6 October 2022
Dear Lord Chancellor,
The Prison Governors’ Association (PGA) welcomes you to your new role as Lord Chancellor and Secretary of State for Justice. Your portfolio is demanding, and we wish you well as you navigate the complexities and competing priorities of your new role. A measure of your success undoubtedly sits in the hands of our members, who fill some of the most senior roles both in prisons and headquarters. Your success, and legacy as Lord Chancellor will, above all else, be gauged by public critique of our prisons. It is our members you must enable to deliver the aspirations of Government, and not see our service as a cash cow in an economic crisis.
Although the PGA feels compelled to write to you spelling out our concerns for the future of the Prison Service, we are committed to working collaboratively to get the best possible outcomes across HMPPS, and it is appropriate to state that your CEO, DG and senior operational leaders in HMPPS retain our support and confidence. Whilst we have seen frequent and significant changes within ministerial teams across many Governments over several years, it is our members who have remained a constant within HMPPS. They are the experts: they are the best in their field, and we ask that you do not demand they make financial savings to an already impoverished agency.
It is likely that you will be asking your department heads to identify and make significant savings to help reduce the financial burden our country is under. This is nothing new to HMPPS: recent history has shown what a disastrous impact the austerity years had on the agency and its ability to provide the most basic of services. Our prison system was decimated by catastrophic cuts without the corresponding reduction in prison population. We lost a generation of improvements in decency and safety; our prisons were cited as being the most violent place to work across Europe.
The loss of thousands of years of prison officer experience through redundancy, followed by a much-reduced pay and reward package, caused untold damage to the staffing position and ability to maintain safe regimes. All of this was to support a fiscal ideology and did nothing to safeguard those who lived, worked, or expected protection from those in custody.

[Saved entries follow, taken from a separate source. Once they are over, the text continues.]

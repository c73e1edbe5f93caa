//! v001 -- Initial schema creation.
//!
//! Users, conversations with their participant sets, the event ledger and
//! per-user read markers.

use rusqlite::Connection;

const UP_SQL: &str = r#"
-- ----------------------------------------------------------------
-- Users (upserted on every successful authentication)
-- ----------------------------------------------------------------
CREATE TABLE IF NOT EXISTS users (
    id          TEXT PRIMARY KEY NOT NULL,    -- id issued by the identity provider
    username    TEXT NOT NULL,
    name        TEXT,
    avatar      TEXT,
    color       TEXT,
    public_key  TEXT,                         -- opaque, never interpreted
    last_seen   TEXT NOT NULL,                -- RFC-3339
    created_at  TEXT NOT NULL
);

CREATE INDEX IF NOT EXISTS idx_users_username ON users(username);

-- ----------------------------------------------------------------
-- Conversations
-- ----------------------------------------------------------------
CREATE TABLE IF NOT EXISTS conversations (
    id          TEXT PRIMARY KEY NOT NULL,    -- UUID v4, or 'master'
    name        TEXT,
    avatar      TEXT,
    created_by  TEXT,                         -- NULL for the master conversation
    is_public   INTEGER NOT NULL DEFAULT 0,   -- boolean 0/1
    created_at  TEXT NOT NULL,
    updated_at  TEXT NOT NULL
);

CREATE TABLE IF NOT EXISTS conversation_participants (
    conversation_id TEXT NOT NULL,
    user_id         TEXT NOT NULL,
    joined_at       TEXT NOT NULL,

    PRIMARY KEY (conversation_id, user_id),
    FOREIGN KEY (conversation_id) REFERENCES conversations(id) ON DELETE CASCADE
);

CREATE INDEX IF NOT EXISTS idx_participants_user ON conversation_participants(user_id);

-- ----------------------------------------------------------------
-- Event ledger (append-only)
-- ----------------------------------------------------------------
CREATE TABLE IF NOT EXISTS events (
    seq             INTEGER PRIMARY KEY AUTOINCREMENT,  -- creation order
    id              TEXT NOT NULL UNIQUE,               -- UUID v4
    kind            TEXT NOT NULL,                      -- JOIN | LEAVE | MESSAGE
    owner_id        TEXT NOT NULL,
    conversation_id TEXT NOT NULL,
    text            TEXT,
    created_at      TEXT NOT NULL,

    FOREIGN KEY (conversation_id) REFERENCES conversations(id) ON DELETE CASCADE
);

CREATE INDEX IF NOT EXISTS idx_events_conversation_seq
    ON events(conversation_id, seq DESC);

-- ----------------------------------------------------------------
-- Read markers (only ever grow)
-- ----------------------------------------------------------------
CREATE TABLE IF NOT EXISTS event_reads (
    event_id  TEXT NOT NULL,
    user_id   TEXT NOT NULL,
    read_at   TEXT NOT NULL,

    PRIMARY KEY (event_id, user_id),
    FOREIGN KEY (event_id) REFERENCES events(id) ON DELETE CASCADE
);

CREATE INDEX IF NOT EXISTS idx_event_reads_user ON event_reads(user_id);
"#;

/// Apply the initial migration.
pub fn up(conn: &Connection) -> Result<(), rusqlite::Error> {
    conn.execute_batch(UP_SQL)
}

The level of disinvestment and efficiencies demanded by Government during the austerity period resulted in near total breakdown of the prison system. Scrutiny, both from external and internal bodies, has described a prison system that was broken and on its knees. Government austerity measures have resulted in untold harm and damage being caused to those within the prison system, either working or living in it. The PGA will not stand by quietly and let this happen again.

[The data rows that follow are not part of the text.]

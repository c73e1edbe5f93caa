//! Domain model structs persisted in the SQLite database.
//!
//! Every struct derives `Serialize` so the server can hand it straight to
//! clients; field names are camelCase on the wire.

use chrono::{DateTime, SecondsFormat, Utc};
use serde::{Deserialize, Serialize};

use huddle_shared::types::EventKind;
use huddle_shared::{ConversationId, EventId, UserId};

// ---------------------------------------------------------------------------
// User
// ---------------------------------------------------------------------------

/// A user known to this server. Created or refreshed on authentication.
#[derive(Debug, Clone, Serialize, Deserialize, PartialEq, Eq)]
#[serde(rename_all = "camelCase")]
pub struct User {
    pub id: UserId,
    pub username: String,
    pub name: Option<String>,
    pub avatar: Option<String>,
    pub color: Option<String>,
    /// Opaque public key material for the client-side encryption scheme.
    pub public_key: Option<String>,
    pub last_seen: DateTime<Utc>,
    pub created_at: DateTime<Utc>,
}

// ---------------------------------------------------------------------------
// Conversation
// ---------------------------------------------------------------------------

#[derive(Debug, Clone, Serialize, Deserialize, PartialEq, Eq)]
#[serde(rename_all = "camelCase")]
pub struct Conversation {
    pub id: ConversationId,
    /// Group name, if one was set.
    pub name: Option<String>,
    pub avatar: Option<String>,
    /// `None` only for the master conversation.
    pub created_by: Option<UserId>,
    pub is_public: bool,
    /// Current participant set, sorted by id.
    pub participants: Vec<UserId>,
    pub created_at: DateTime<Utc>,
    pub updated_at: DateTime<Utc>,
}

impl Conversation {
    pub fn has_participant(&self, user_id: &UserId) -> bool {
        self.participants.contains(user_id)
    }

    pub fn is_creator(&self, user_id: &UserId) -> bool {
        self.created_by.as_ref() == Some(user_id)
    }
}

// ---------------------------------------------------------------------------
// Chat event
// ---------------------------------------------------------------------------

/// An immutable ledger entry. Only `read_by` changes after creation, and it
/// only grows.
#[derive(Debug, Clone, Serialize, Deserialize, PartialEq, Eq)]
#[serde(rename_all = "camelCase")]
pub struct ChatEvent {
    pub id: EventId,
    #[serde(rename = "type")]
    pub kind: EventKind,
    pub owner_id: UserId,
    pub conversation_id: ConversationId,
    /// Present for MESSAGE events only.
    pub text: Option<String>,
    pub created_at: DateTime<Utc>,
    pub read_by: Vec<UserId>,
}

impl ChatEvent {
    pub fn new(
        kind: EventKind,
        owner_id: UserId,
        conversation_id: ConversationId,
        text: Option<String>,
    ) -> Self {
        Self {
            id: EventId::new(),
            kind,
            owner_id,
            conversation_id,
            text,
            created_at: Utc::now(),
            read_by: Vec::new(),
        }
    }
}

// ---------------------------------------------------------------------------
// Unread statistics
// ---------------------------------------------------------------------------

#[derive(Debug, Clone, Serialize, Deserialize, PartialEq, Eq)]
#[serde(rename_all = "camelCase")]
pub struct UnreadCount {
    pub conversation_id: ConversationId,
    pub unread_count: u64,
}

// ---------------------------------------------------------------------------
// Column helpers
// ---------------------------------------------------------------------------

/// Fixed-width RFC-3339 so that text comparison orders like time.
pub(crate) fn fmt_ts(ts: &DateTime<Utc>) -> String {
    ts.to_rfc3339_opts(SecondsFormat::Micros, true)
}

pub(crate) fn parse_ts(idx: usize, raw: &str) -> rusqlite::Result<DateTime<Utc>> {
    DateTime::parse_from_rfc3339(raw)
        .map(|dt| dt.with_timezone(&Utc))
        .map_err(|e| {
            rusqlite::Error::FromSqlConversionFailure(idx, rusqlite::types::Type::Text, Box::new(e))
        })
}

We are still seeing the impact of austerity in our Service. We have a pay system which was designed to drive out cost. Fair and Sustainable (F&S) saw the reduction of prison officer pay to unfair and unsustainable levels. Recent attempts by the Prison Service Pay Review Body to remedy some of the recruitment and retention issues caused by this out-of-date pay system were rejected by Government. This unwillingness to invest in our people is one reason our Service is in such a perilous position.
HMPPS were placed in the invidious position of implementing Government cuts or face the prospect of widespread or wholesale privatisation. Our most senior leaders were asked to make decisions no-one should be expected to make. We saw an increase in demand on prison capacity, at the same time the levels of investment in capital maintenance were at near non-existent levels. We saw the system wide dissection of prison maintenance, which placed the day-to-day upkeep out to the market with devastating effect. The lack of investment over many years in the crumbling prison estate was exposed in report after report from external scrutiny bodies; long term and sustained investment in the prison estate is still required and must not be put at risk or threatened by cuts.
The benchmarking process to deliver the cuts left prisons dangerously understaffed, allowing organised crime gangs and more bullish prisoners to fill and control the void where larger numbers of experienced staff used to be. The results of this change in the cultural dynamic led to dramatic increases in suicide, self-harm and violence as evidenced by the Ministry of Justice’s own statisticians and a workforce who entered their workplace fearful for their health and safety.
It is important to state that this austerity was imposed on a prison system which was hitherto functioning well. Safety was improving and decency was underpinning the delivery of its core function. The impact of the savage cuts was immediate and devastating: so deep were these cuts that recovery to pre austerity levels of safety a decade later has not been achieved. Covid may have played a part, but the main blocker to recovery is inadequate resources for the job required.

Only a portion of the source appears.